Tumore bilden sich häufiger an der Gebärmutter (dort können Wucherungen aber auch die Folge von Zysten sein), an der Leber, Niere, Milz, Lunge und im Darm. Gebärmuttertumore können durch die Entfernung der Gebärmutter entfernt werden, beim Kleintier sind andere Tumore an den inneren Organen meist nicht mehr zu behandeln. Sobald das Tier sichtbare Schmerzen durch die wachsenden Tumore zeigt, sollte es eingeschläfert werden. Knochentumore entstehen häufiger am Schädelknochen von alten Tieren, mitunter auch an anderen Stellen. Schädeltumore zeigen sich häufig zuerst dadurch, dass ein Auge des Tieres hervortritt. Sie sind nicht behandelbar. Sobald das Tier dauerhaft Schmerzen zeigt, sollte es eingeschläfert werden. Es sollte allerdings vorab dringend geklärt werden, ob es sich wirklich um einen Tumor oder um einen Abszess handelt!
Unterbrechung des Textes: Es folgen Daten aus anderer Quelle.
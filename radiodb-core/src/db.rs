//! Datastore adapter.
//!
//! All persistent state lives in a single SQLite database. Every query runs
//! as a closure on the connection's dedicated worker thread, which serialises
//! statements process-wide; multi-statement operations run inside one closure
//! under an immediate transaction, so they commit or roll back as a unit.

use crate::error::Result;
use chrono::{DateTime, Utc};
use rusqlite::OptionalExtension;
use tokio_rusqlite::Connection;
use tracing::{debug, info};

const SCHEMA_SQL: &str = r"
CREATE TABLE IF NOT EXISTS station (
    id   INTEGER PRIMARY KEY,
    key  TEXT NOT NULL UNIQUE,
    name TEXT NOT NULL,
    url  TEXT NOT NULL
);

-- Raw observations awaiting resolution. Inserted by the station monitors,
-- deleted by the pending worker once a play is committed.
CREATE TABLE IF NOT EXISTS pending (
    id        INTEGER PRIMARY KEY,
    station   INTEGER NOT NULL REFERENCES station(id),
    artist    TEXT NOT NULL,
    title     TEXT NOT NULL,
    seen_at   INTEGER NOT NULL,
    picked_at INTEGER
);

CREATE INDEX IF NOT EXISTS idx_pending_seen_at ON pending(seen_at);

-- key is the first 64 bits of SHA-256 over the normalised artist and title.
CREATE TABLE IF NOT EXISTS song (
    id          INTEGER PRIMARY KEY,
    key         INTEGER NOT NULL UNIQUE,
    artist      TEXT NOT NULL,
    title       TEXT NOT NULL,
    spotify_uri TEXT UNIQUE
);

CREATE UNIQUE INDEX IF NOT EXISTS idx_song_artist_title ON song(artist, title);

CREATE TABLE IF NOT EXISTS play (
    id      INTEGER PRIMARY KEY,
    station INTEGER NOT NULL REFERENCES station(id),
    song    INTEGER NOT NULL REFERENCES song(id),
    at      INTEGER NOT NULL
);

CREATE INDEX IF NOT EXISTS idx_play_station_at ON play(station, at);

CREATE TABLE IF NOT EXISTS playlist (
    id          INTEGER PRIMARY KEY,
    station     INTEGER NOT NULL REFERENCES station(id),
    kind        TEXT NOT NULL,
    spotify_uri TEXT UNIQUE,
    UNIQUE(station, kind)
);

CREATE TABLE IF NOT EXISTS state (
    key   TEXT PRIMARY KEY,
    value TEXT NOT NULL
);
";

#[derive(Debug, Clone)]
pub struct Station {
    pub id: i64,
    pub key: String,
    pub name: String,
    pub url: String,
}

#[derive(Debug, Clone)]
pub struct Pending {
    pub id: i64,
    pub station: i64,
    pub artist: String,
    pub title: String,
    pub seen_at: DateTime<Utc>,
    pub picked_at: Option<DateTime<Utc>>,
}

#[derive(Debug, Clone)]
pub struct Song {
    pub id: i64,
    pub key: i64,
    pub artist: String,
    pub title: String,
    pub spotify_uri: Option<String>,
}

#[derive(Debug, Clone)]
pub struct Playlist {
    pub id: i64,
    pub station: i64,
    pub kind: String,
    pub spotify_uri: Option<String>,
}

/// One row of the per-station top-played aggregate.
#[derive(Debug, Clone)]
pub struct TopSong {
    pub song: i64,
    pub artist: String,
    pub title: String,
    pub spotify_uri: Option<String>,
    pub play_count: i64,
    pub last_played: DateTime<Utc>,
}

/// Keys of the singleton `state` table.
#[derive(Debug, Clone, Copy, PartialEq, Eq)]
pub enum StateKey {
    SpotifyAuth,
}

impl StateKey {
    #[must_use]
    pub const fn as_str(self) -> &'static str {
        match self {
            Self::SpotifyAuth => "spotify_auth",
        }
    }
}

fn to_ts(at: DateTime<Utc>) -> i64 {
    at.timestamp()
}

fn from_ts(secs: i64) -> DateTime<Utc> {
    DateTime::from_timestamp(secs, 0).unwrap_or_else(Utc::now)
}

/// Handle to the radio database.
pub struct Database {
    conn: Connection,
}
Tumore können ebenfalls direkt unter der Haut entstehen. Sie entstehen aber nicht aus Lipomen. Diese Tumore können häufig relativ gut chirurgisch entfernt werden. Um abzuklären, ob es sich um einen Tumor handelt, sollte eine Biopsie vorgenommen werden.

Ausführliche Informationen bietet wie immer Wikipedia:
Tumor
*Anmerkung, die korrekte Schreibweise der Mehrzahl von Tumor wäre Tumoren. Da diese Artikel für Laien geschrieben sind, haben wir uns für die umgangssprachliche Fassung Tumore entschieden.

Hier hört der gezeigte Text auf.